Smith v. Smith

We think that in the opinion set out above we gave undue consideration to what appears in the record as an order for publication not signed by the register. We did not duly consider at that time the testimony of the register in connection with that instrument. His testimony is admissible on collateral attack to show whether or not the court acquired jurisdiction of the person of the defendant to support a decree of divorce based upon a decree pro confesso. Ex parte Griffith,209 Ala. 158, 159, 160, 95 So. 551. The testimony of the register shows that such instrument was not his act; that he did not sign or file nor approve it as his own, and that it was placed in the file by complainant's counsel. We cannot give consideration to it under those circumstances.

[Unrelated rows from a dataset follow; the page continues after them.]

#[cfg(test)]
mod tests {
    use super::*;

    fn line(value_date: &str, isin: &str, description: &str, currency: &str, amount: f64) -> Transaction {
        Transaction {
            date: value_date.into(),
            value_date: value_date.into(),
            product: "ACME".into(),
            isin: isin.into(),
            description: description.into(),
            currency: currency.into(),
            amount,
            balance_currency: currency.into(),
            ..Default::default()
        }
    }

    #[test]
    fn classification() {
        assert_eq!(classify_dividend_line("Dividendo"), Some(DividendLine::Dividend));
        assert_eq!(
            classify_dividend_line("Retención del dividendo"),
            Some(DividendLine::Withholding)
        );
        assert_eq!(
            classify_dividend_line("RETENCION DEL DIVIDENDO"),
            Some(DividendLine::Withholding)
        );
        assert_eq!(classify_dividend_line("Compra 1 X@1 EUR"), None);
    }

    #[test]
    fn gross_and_withholding_combine() {
        let txs = vec![
            line("2024-03-15", "US1", "Dividendo", "USD", 100.0),
            line("2024-03-15", "US1", "Retención del dividendo", "USD", -15.0),
        ];
        let groups = build_dividend_groups(&txs, "EUR");
        assert_eq!(groups.len(), 1);
        let g = &groups[0];
        assert_eq!(g.gross, 100.0);
        assert_eq!(g.withholding, 15.0);
        assert_eq!(g.net, 85.0);
        assert_eq!(g.lines, vec![0, 1]);
        assert_eq!(
            g.currency_amounts("USD"),
            Some(&CurrencyAmounts {
                gross: 100.0,
                withholding: 15.0
            })
        );
        assert_eq!(g.net_base_approx, 0.0);
    }

    #[test]
    fn net_only_event_uses_positive_line() {
        let txs = vec![
            line("2024-03-15", "US1", "Dividendo", "EUR", -2.0),
            line("2024-03-15", "US1", "Retención del dividendo", "EUR", 5.0),
        ];
        let groups = build_dividend_groups(&txs, "EUR");
        let g = &groups[0];
        assert_eq!(g.gross, 0.0);
        assert_eq!(g.withholding, 5.0);
        assert_eq!(g.net, 0.0);
    }

    #[test]
    fn base_approximation_sums_base_lines() {
        let txs = vec![
            line("2024-03-15", "ES1", "Dividendo", "EUR", 40.0),
            line("2024-03-15", "ES1", "Retención del dividendo", "EUR", -7.6),
        ];
        let groups = build_dividend_groups(&txs, "eur");
        assert!((groups[0].net_base_approx - 32.4).abs() < 1e-9);
    }

    #[test]
    fn groups_split_by_key_and_sort_descending() {
        let mut other_order = line("2024-03-15", "US1", "Dividendo", "USD", 5.0);
        other_order.order_id = "abc".into();
        let txs = vec![
            line("2024-01-10", "US1", "Dividendo", "USD", 10.0),
            line("2024-03-15", "US1", "Dividendo", "USD", 20.0),
            other_order,
            line("15-02-2024", "US2", "Dividendo", "USD", 30.0),
        ];
        let groups = build_dividend_groups(&txs, "EUR");
        assert_eq!(groups.len(), 4);
        let dates: Vec<&str> = groups.iter().map(|g| g.key.value_date.as_str()).collect();
        assert_eq!(dates, vec!["2024-03-15", "2024-03-15", "2024-02-15", "2024-01-10"]);
        assert_eq!(groups[1].key.order_id, "ABC");
    }

    #[test]
    fn product_fallback_key_is_uppercased() {
        let key = DividendKey::for_transaction(&Transaction {
            date: "2024-01-01".into(),
            product: "Acme Corp".into(),
            ..Default::default()
        });
        assert_eq!(key.instrument, "ACME CORP");
        assert_eq!(key.value_date, "2024-01-01");
    }

    #[test]
    fn detect_base_currency_counts_balance_first() {
        let txs = vec![
            line("2024-01-01", "", "x", "USD", 0.0),
            Transaction {
                currency: "USD".into(),
                balance_currency: "EUR".into(),
                ..Default::default()
            },
            Transaction {
                currency: "EUR".into(),
                ..Default::default()
            },
        ];
        assert_eq!(detect_base_currency(&txs).as_deref(), Some("EUR"));
        assert_eq!(detect_base_currency(&[]), None);
    }

    #[test]
    fn detect_base_currency_first_seen_wins_ties() {
        let txs = vec![
            line("2024-01-01", "", "x", "USD", 0.0),
            line("2024-01-01", "", "x", "EUR", 0.0),
        ];
        assert_eq!(detect_base_currency(&txs).as_deref(), Some("USD"));
    }

    #[test]
    fn summaries() {
        let txs = vec![
            line("2024-03-15", "US1", "Dividendo", "USD", 100.0),
            line("2024-03-15", "US1", "Retención del dividendo", "USD", -15.0),
            line("2024-06-15", "US1", "Dividendo", "USD", 50.0),
            line("2024-04-01", "ES1", "Dividendo", "EUR", 200.0),
        ];
        let groups = build_dividend_groups(&txs, "EUR");

        let by_ccy = currency_summary(&groups);
        assert_eq!(by_ccy.len(), 2);
        assert_eq!(by_ccy[0].currency, "EUR");
        assert_eq!(by_ccy[1].net, 135.0);

        let by_product = product_summary(&groups);
        assert_eq!(by_product[0].isin, "ES1");
        assert_eq!(by_product[1].events, 2);
        assert_eq!(by_product[1].currency.as_deref(), Some("USD"));
        assert_eq!(by_product[1].net, 135.0);
    }

    #[test]
    fn filter_by_search_and_month() {
        let txs = vec![
            line("2024-03-15", "US1", "Dividendo", "USD", 100.0),
            line("2024-04-15", "US2", "Dividendo", "USD", 100.0),
        ];
        let groups = build_dividend_groups(&txs, "EUR");

        let filter = DividendFilter {
            search: Some("us2".into()),
            month: None,
        };
        assert_eq!(filter.apply(&groups).len(), 1);

        let filter = DividendFilter {
            search: Some("acme".into()),
            month: Some("2024-03".into()),
        };
        let hits = filter.apply(&groups);
        assert_eq!(hits.len(), 1);
        assert_eq!(hits[0].isin, "US1");

        assert_eq!(DividendFilter::default().apply(&groups).len(), 2);
    }
}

But the register did sign and file an instrument which we think may be liberally, termed an order of publication. That instrument was the act of the register, and it was duly published and posted as required *Page 220 by Rule 6, Chancery Practice. It was supported by a sufficient affidavit showing that the residence of the defendant was unknown, and therefore that it was not necessary to mail him a copy of it, and respondent in that suit is not here complaining, and has taken no steps to set it aside. We are committed to the principle that the requirements of Rule 6, Chancery Practice, are mandatory. Anthony v. Anthony, 221 Ala. 221,128 So. 440; Wilkerson v. Wilkerson, 230 Ala. 567,161 So. 820. But the construction placed upon that rule should not be so strict and literal as to annul a decree when its essential features have been met.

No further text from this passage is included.